Kara Seaa Barents entss SSea

Approche systémique et éducation relative à l'environnement Une nouvelle façon de voir le monde Commençons par une métaphore empruntée à Joël de Rosnay. Regardez votre main, les doigts écartés et dites un chiffre. 5, cinq doigts représentent une vision traditionnelle analytique, au contraire le chiffre 4 évoque les quatre liens entre les cinq doigts et l’accent est mis sur les interrelations par une nouvelle vision du monde. L'approche systémique fondée sur le postulat de l'interdépendance est utilisée dans des domaines très divers : le management d'une entreprise pour résoudre des problèmes ou faire évoluer des situations conflictuelles, certaines branches de la psychologie et certaines thérapies ou encore parfois le domaine de l'éducation et de la formation. Continuons avec une autre métaphore trouvée sur l'Internet (multimania.com). C'est l'histoire d'un marchand de tapis qui s'aperçut un jour que son plus beau tapis avait une bosse disgracieuse en son centre. Il posa le pied dessus pour la faire disparaître, mais la bosse réapparut ailleurs. Il s'acharna ainsi pendant des heures mais, à chaque fois, la bosse réapparaissait en un endroit différent. Il sauta, marcha encore jusqu'à déchirer le tapis. À ce moment, il s'éloigna et vit un serpent mécontent sortir de sous le tapis ! Interprétation : en déplaçant à chaque fois le problème sans chercher en profondeur la logique du système, on risque d'aggraver la situation actuelle.
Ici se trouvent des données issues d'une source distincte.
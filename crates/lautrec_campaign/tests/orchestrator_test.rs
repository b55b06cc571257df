// Orchestrator tests: fan-out, ordering, partial-failure isolation, and
// cost aggregation over mock drivers.

mod test_utils;

use lautrec_campaign::{CampaignOrchestrator, CopyGenerator, ImageComposer};
use lautrec_core::{CampaignBrief, CampaignBriefBuilder, PlatformFailure};
use lautrec_error::{CopyErrorKind, ImageErrorKind};
use lautrec_platforms::PlatformRegistry;
use lautrec_pricing::{CostEstimator, PriceBook};
use std::sync::Arc;
use std::time::Duration;
use test_utils::{MockCopyDriver, MockImageDriver, VALID_DRAFT};

fn orchestrator(copy: MockCopyDriver, image: MockImageDriver) -> CampaignOrchestrator {
    let registry = Arc::new(PlatformRegistry::builtin().unwrap());
    let estimator = Arc::new(CostEstimator::new(PriceBook::default()));
    CampaignOrchestrator::new(
        registry,
        CopyGenerator::new(Arc::new(copy), Arc::clone(&estimator)),
        ImageComposer::new(Arc::new(image), estimator),
        4,
    )
}

fn brief(platforms: &[&str]) -> CampaignBrief {
    CampaignBriefBuilder::default()
        .brief("Launch of our AI-powered espresso machine")
        .platforms(platforms.iter().map(|p| p.to_string()).collect::<Vec<_>>())
        .build()
        .unwrap()
}

#[tokio::test]
async fn batch_returns_results_in_request_order() {
    let copy = MockCopyDriver::new_success(VALID_DRAFT)
        // Slow down the first platform so completion order differs from
        // request order.
        .delay_for("instagram_feed", Duration::from_millis(80));
    let orchestrator = orchestrator(copy, MockImageDriver::new_success());

    let brief = brief(&["instagram_feed", "linkedin_post", "twitter_post"]);
    let result = orchestrator.run(&brief).await;

    assert_eq!(result.platforms_requested, 3);
    assert_eq!(result.results.len(), 3);
    assert_eq!(result.results[0].platform, "instagram_feed");
    assert_eq!(result.results[1].platform, "linkedin_post");
    assert_eq!(result.results[2].platform, "twitter_post");
    assert!(result.all_ready);
    assert_eq!(result.ready_count, 3);
}

#[tokio::test]
async fn unknown_platform_keeps_its_slot() {
    let copy = MockCopyDriver::new_success(VALID_DRAFT);
    let orchestrator = orchestrator(copy, MockImageDriver::new_success());

    let brief = brief(&["instagram_feed", "snapchat_story", "twitter_post"]);
    let result = orchestrator.run(&brief).await;

    assert_eq!(result.results.len(), 3);
    let slot = &result.results[1];
    assert_eq!(slot.platform, "snapchat_story");
    assert!(!slot.ready_for_posting);
    assert!(matches!(
        slot.error,
        Some(PlatformFailure::UnknownPlatform { .. })
    ));
    assert!(slot.content.is_none());

    // The neighbors are unaffected.
    assert!(result.results[0].ready_for_posting);
    assert!(result.results[2].ready_for_posting);
    assert_eq!(result.platforms_generated, 2);
    assert_eq!(result.ready_count, 2);
    assert!(!result.all_ready);
}

#[tokio::test]
async fn image_safety_failure_spares_the_copy() {
    let copy = MockCopyDriver::new_success(VALID_DRAFT);
    let image = MockImageDriver::new_success().fail_for(
        "tiktok",
        ImageErrorKind::SafetyRejected("person generation blocked".to_string()),
    );
    let orchestrator = orchestrator(copy, image);

    let brief = brief(&["instagram_feed", "tiktok", "twitter_post"]);
    let result = orchestrator.run(&brief).await;

    let slot = &result.results[1];
    assert_eq!(slot.platform, "tiktok");
    // Copy survived and validated; only readiness is lost.
    assert!(slot.error.is_none());
    let content = slot.content.as_ref().unwrap();
    assert!(content.all_valid);
    assert!(!slot.ready_for_posting);
    let artifact = slot.image.as_ref().unwrap();
    assert!(!artifact.success);
    assert!(
        artifact
            .failure_reason
            .as_deref()
            .unwrap()
            .starts_with("safety filter triggered")
    );

    assert!(result.results[0].ready_for_posting);
    assert!(result.results[2].ready_for_posting);
    assert!(!result.all_ready);
    // Failed image slot still counts as generated: copy exists.
    assert_eq!(result.platforms_generated, 3);
    assert_eq!(result.ready_count, 2);
}

#[tokio::test]
async fn copy_failure_is_isolated_to_its_platform() {
    let copy = MockCopyDriver::new_success(VALID_DRAFT).fail_for(
        "linkedin_post",
        CopyErrorKind::Http {
            status_code: 503,
            message: "model overloaded".to_string(),
        },
    );
    let orchestrator = orchestrator(copy, MockImageDriver::new_success());

    let brief = brief(&["instagram_feed", "linkedin_post", "twitter_post"]);
    let result = orchestrator.run(&brief).await;

    let slot = &result.results[1];
    assert!(matches!(
        slot.error,
        Some(PlatformFailure::ServiceFailed { .. })
    ));
    assert!(slot.content.is_none());
    assert!(slot.image.is_none());

    assert!(result.results[0].ready_for_posting);
    assert!(result.results[2].ready_for_posting);
    assert_eq!(result.platforms_generated, 2);
}

#[tokio::test]
async fn copy_timeout_maps_to_its_own_failure_kind() {
    let copy =
        MockCopyDriver::new_success(VALID_DRAFT).fail_for("twitter_post", CopyErrorKind::Timeout(8));
    let orchestrator = orchestrator(copy, MockImageDriver::new_success());

    let result = orchestrator.run(&brief(&["twitter_post"])).await;
    assert!(matches!(
        result.results[0].error,
        Some(PlatformFailure::CopyTimedOut { seconds: 8 })
    ));
}

#[tokio::test]
async fn content_only_path_never_calls_the_image_driver() {
    let copy = MockCopyDriver::new_success(VALID_DRAFT);
    let image = MockImageDriver::new_success();
    let image_calls = image.call_counter();
    let orchestrator = orchestrator(copy, image);

    let brief = brief(&["instagram_feed", "twitter_post"]);
    let result = orchestrator.run_content_only(&brief).await;

    assert_eq!(image_calls.load(std::sync::atomic::Ordering::SeqCst), 0);
    assert!(result.results.iter().all(|r| r.image.is_none()));
    assert!(result.all_ready);
}

#[tokio::test]
async fn costs_sum_only_over_produced_artifacts() {
    // One image fails safety filtering; it must not be billed.
    let copy = MockCopyDriver::new_success(VALID_DRAFT);
    let image = MockImageDriver::new_success().fail_for(
        "tiktok",
        ImageErrorKind::SafetyRejected("blocked".to_string()),
    );
    let orchestrator = orchestrator(copy, image);

    let brief = brief(&["instagram_feed", "tiktok", "twitter_post"]);
    let result = orchestrator.run(&brief).await;

    // 3 pieces x 500 tokens x $0.0005/1K + 2 images x $0.04 (imagen-4 1K)
    assert_eq!(result.estimated_cost_usd, 0.0808);
}

#[tokio::test]
async fn over_limit_copy_is_surfaced_not_truncated() {
    let long_content = "x".repeat(300);
    let oversized = format!(r#"{{"content": "{long_content}", "hashtags": ["launch"]}}"#);
    let copy = MockCopyDriver::new_success(VALID_DRAFT).respond_for("twitter_post", oversized);
    let orchestrator = orchestrator(copy, MockImageDriver::new_success());

    let result = orchestrator.run_content_only(&brief(&["twitter_post"])).await;

    let slot = &result.results[0];
    // No fatal error: the piece exists, flagged invalid, untouched.
    assert!(slot.error.is_none());
    let content = slot.content.as_ref().unwrap();
    assert_eq!(content.content.chars().count(), 300);
    assert!(!content.within_character_limit);
    assert!(!content.all_valid);
    assert!(!slot.ready_for_posting);
    assert_eq!(result.platforms_generated, 1);
    assert_eq!(result.ready_count, 0);
}

#[tokio::test]
async fn every_platform_gets_exactly_one_copy_call() {
    let copy = MockCopyDriver::new_success(VALID_DRAFT);
    let copy_calls = copy.call_counter();
    let orchestrator = orchestrator(copy, MockImageDriver::new_success());

    let brief = brief(&["instagram_feed", "linkedin_post", "twitter_post", "tiktok"]);
    orchestrator.run_content_only(&brief).await;

    assert_eq!(copy_calls.load(std::sync::atomic::Ordering::SeqCst), 4);
}

#[tokio::test]
async fn character_count_matches_published_serialization() {
    let copy = MockCopyDriver::new_success(VALID_DRAFT);
    let orchestrator = orchestrator(copy, MockImageDriver::new_success());

    let result = orchestrator.run_content_only(&brief(&["twitter_post"])).await;
    let content = result.results[0].content.as_ref().unwrap();

    let published = format!("{} {}", content.content, content.hashtag_string);
    assert_eq!(published.chars().count(), content.character_count);
    assert_eq!(content.hashtag_string, "#espresso #ai");
}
Les origines de l'approche systémique L’approche systémique a essentiellement pour origine la rencontre, dans les années 1940, entre la biologie et l'électronique qui s'est traduite par la naissance de la cybernétique ou étude des régulations chez les

êtres vivants et les machines avec idées de boucles, de rétroactions, de régulations (texte fondateur de Wiener, 1948). Von Bertalanffy, biologiste, va exprimer une vision unitaire du monde avec, partout, des systèmes ouverts (1950). Au cours des années 1950-1960, des interrogations, dans des domaines très variés vont surgir : biologie, écologie, entreprise, ingénierie industrielle (intelligence artificielle, robot industriel), sociologie, sciences politiques et psychiatrie. À Palo Alto, une école d'un village de la banlieue de San Francisco, un groupe de chercheurs entourant G. Bateson anthropologue va devenir célèbre pour la thérapie systémique (1959) inspirée des principes de la cybernétique et de la théorie des systèmes avec un double souci d'interdisciplinarité et de théorisation. Une vision synthétique des problèmes complexes est envisagée ; l'essence de la communication résidant dans les processus relationnels.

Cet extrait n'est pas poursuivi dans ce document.